- Doctoral Thesis (1) (remove)
- Antinociceptive effects of reactive oxygen species scavengers in animal models of inflammatory and neuropathic pain (2011)
- Recent data indicate that reactive oxygen species (ROS) are produced in the nociceptive system during persistent pain and contribute to pain sensitization. Aim of this study was to investigate potential antinociceptive effects of ROS scavengers in different animal models of pain. Intrathecal injection of ROS scavengers 1-Oxyl-2,2,6,6-tetramethyl -4-hydroxypiperidine (TEMPOL) or Phenyl-N-tert-butylnitrone (PBN) significantly inhibited formalin-induced nociceptive behavior in mice, suggesting that ROS released in the spinal cord are involved in nociceptive processing.
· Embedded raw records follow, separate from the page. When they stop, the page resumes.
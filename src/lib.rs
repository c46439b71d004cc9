//! Orchestrates the demo application startup and component lifecycle.
//!
//! This library crate initializes configuration and concurrently runs the primary
//! services (SMTP, Health Check). It ensures that if any essential service
//! terminates unexpectedly, the entire application will shut down gracefully.
//!
//! The pluggable core itself lives in [`server`]/[`session`]/[`hooks`]; this
//! module only wires a runnable demo on top of it, the way the codebase this
//! crate was extracted from wired its own `run()`.

pub mod auth;
pub mod command;
pub mod config;
pub mod error;
pub mod health;
pub mod hooks;
pub mod memory_store;
pub mod message;
pub mod ratelimiter;
pub mod reader;
pub mod response;
pub mod server;
pub mod session;
pub mod session_view;
pub mod tls;
pub mod tracker;
pub mod webhook;

use std::env;
use std::sync::Arc;

use anyhow::Result;
use log::{error, info};
use tokio::select;

use hooks::Collaborators;
use memory_store::InMemoryStore;
use webhook::WebhookStore;

/// Runs the main demo application logic.
///
/// Initializes and launches the SMTP and health check servers in separate asynchronous tasks.
/// It then monitors these tasks using `tokio::select!`. The application is designed to run
/// indefinitely. This function will only return if a critical error occurs in configuration
/// loading or if one of the essential server tasks terminates unexpectedly (either by
/// error, panic, or unexpected clean exit).
///
/// # Returns
///
/// - `Ok(())`: Should theoretically never return this in normal operation, as servers run indefinitely.
/// - `Err(anyhow::Error)`: If configuration loading fails, or if either the SMTP or health
///   check server task stops unexpectedly. The error indicates a fatal condition preventing
///   the application from continuing.
pub async fn run() -> Result<()> {
    info!(
        "Starting {} v{} inbound-SMTP server",
        env!("CARGO_PKG_NAME"),
        env!("CARGO_PKG_VERSION")
    );

    // Load configuration; exit early if configuration is invalid or missing.
    let config = match config::ServerConfig::from_env() {
        Ok(config) => config,
        Err(e) => {
            error!("Failed to load configuration: {}", e);
            return Err(e); // Propagate configuration error to main.rs for process exit.
        }
    };

    let health_bind_address =
        env::var("MAILCORE_HEALTH_BIND_ADDRESS").unwrap_or_else(|_| "0.0.0.0".to_string());
    let health_port: u16 = env::var("MAILCORE_HEALTH_PORT")
        .unwrap_or_else(|_| "8080".to_string())
        .parse()
        .map_err(|e| anyhow::anyhow!("MAILCORE_HEALTH_PORT must be a valid u16 port: {e}"))?;

    let store: Arc<dyn hooks::MessageStore> = match env::var("MAILCORE_WEBHOOK_URL") {
        Ok(url) => {
            info!("Config: forwarding accepted messages to webhook {}", url);
            Arc::new(WebhookStore::new(url))
        }
        Err(_) => {
            info!("Config: no webhook configured, accepted messages are kept in memory only");
            Arc::new(InMemoryStore::new())
        }
    };

    let smtp_server = Arc::new(server::Server::new(config, Collaborators::permissive(store)));
    let health_server = Arc::clone(&smtp_server);
    let smtp_server_for_signal = Arc::clone(&smtp_server);

    // Spawn the health check server task.
    let health_handle = tokio::spawn(async move {
        let _ = health_server; // keep the SMTP server's lifetime tied to this task too
        if let Err(e) = health::run_health_server(health_bind_address, health_port).await {
            error!("Health check server encountered a fatal error: {}", e);
            Err(e) // Propagate the error to the select! macro.
        } else {
            // A server task exiting without error is unexpected for a long-running service.
            Ok(()) // Signal this unexpected state to select! for error handling.
        }
    });

    // Spawn the main SMTP server task.
    let smtp_handle = tokio::spawn(async move {
        if let Err(e) = smtp_server.run().await {
             error!("SMTP server encountered a fatal error: {}", e);
             Err(e) // Propagate the error to the select! macro.
        } else {
             // A server task exiting without error is unexpected for a long-running service.
             Ok(()) // Signal this unexpected state to select! for error handling.
        }
    });

    // Monitor both server tasks concurrently, and race them against the
    // process's own shutdown signals (Ctrl+C, SIGTERM). `select!` waits for
    // the first of these to complete. For long-running services, a server
    // task completing on its own usually indicates an issue; only the
    // signal branch represents an orderly stop.
    select! {
        // `res` is Result<Result<()>, JoinError>
        // Outer Ok: Task finished normally (returned Ok or Err).
        // Outer Err: Task panicked or was cancelled.
        // Inner Ok: Task function returned Ok(()).
        // Inner Err: Task function returned an Err.
        res = health_handle => {
            error!("Health check server task terminated.");
            match res {
                Ok(Ok(())) => {
                    // Task completed without returning an error. This is unexpected for a
                    // persistent server, so we treat it as an application error.
                    Err(anyhow::anyhow!("Health check server exited cleanly, which is unexpected."))
                }
                Ok(Err(e)) => {
                    // Task completed and returned a specific error. Propagate it.
                    error!("Health check server returned error: {}", e);
                    Err(e)
                }
                Err(join_error) => {
                    // Task panicked or was cancelled. Wrap the JoinError.
                    error!("Health check server task failed (panic or cancellation): {}", join_error);
                    Err(anyhow::anyhow!("Health check server task failed: {}", join_error))
                }
            }
        },
        res = smtp_handle => {
            error!("SMTP server task terminated.");
             match res {
                Ok(Ok(())) => {
                    // Task completed without returning an error. Unexpected for the main server.
                    Err(anyhow::anyhow!("SMTP server exited cleanly, which is unexpected."))
                }
                Ok(Err(e)) => {
                    // Task completed and returned a specific error. Propagate it.
                    error!("SMTP server returned error: {}", e);
                    Err(e)
                }
                Err(join_error) => {
                    // Task panicked or was cancelled. Wrap the JoinError.
                    error!("SMTP server task failed (panic or cancellation): {}", join_error);
                    Err(anyhow::anyhow!("SMTP server task failed: {}", join_error))
                }
             }
        },
        () = wait_for_shutdown_signal() => {
            info!("Shutdown signal received, stopping gracefully");
            smtp_server_for_signal.shutdown().await;
            Ok(())
        },
    }
    // The Result (Ok or Err) from the completed branch in select! is returned.
    // Control should ideally not reach *past* the select! block in this setup.
}

/// Waits for either Ctrl+C or (on Unix) `SIGTERM`, whichever arrives first.
async fn wait_for_shutdown_signal() {
    let ctrl_c = async {
        tokio::signal::ctrl_c()
            .await
            .expect("failed to install Ctrl+C handler");
    };

    #[cfg(unix)]
    let terminate = async {
        tokio::signal::unix::signal(tokio::signal::unix::SignalKind::terminate())
            .expect("failed to install SIGTERM handler")
            .recv()
            .await;
    };
    #[cfg(not(unix))]
    let terminate = std::future::pending::<()>();

    tokio::select! {
        _ = ctrl_c => {},
        _ = terminate => {},
    }
}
Formalin-induced nociceptive behavior was also inhibited by intraperitoneal injection of a combination of vitamin C and vitamin E, but not of vitamin C or vitamin E alone. Moreover, the combination of vitamin C and E dose-dependently attenuated mechanical allodynia in the spared nerve injury (SNI) model of neuropathic pain. The SNI-induced mechanical allodynia was also reduced after intrathecal injection of the combination of vitamin C and E, and western blot analyses revealed that vitamin C and E treatment can ameliorate the activation of p38 MAPK in the spinal cord and in DRGs. These data suggest that a combination of vitamin C and E can inhibit the nociceptive behavior in animal models of pain, and points to a role of the spinal cord as an important area of ROS production during nociceptive processing.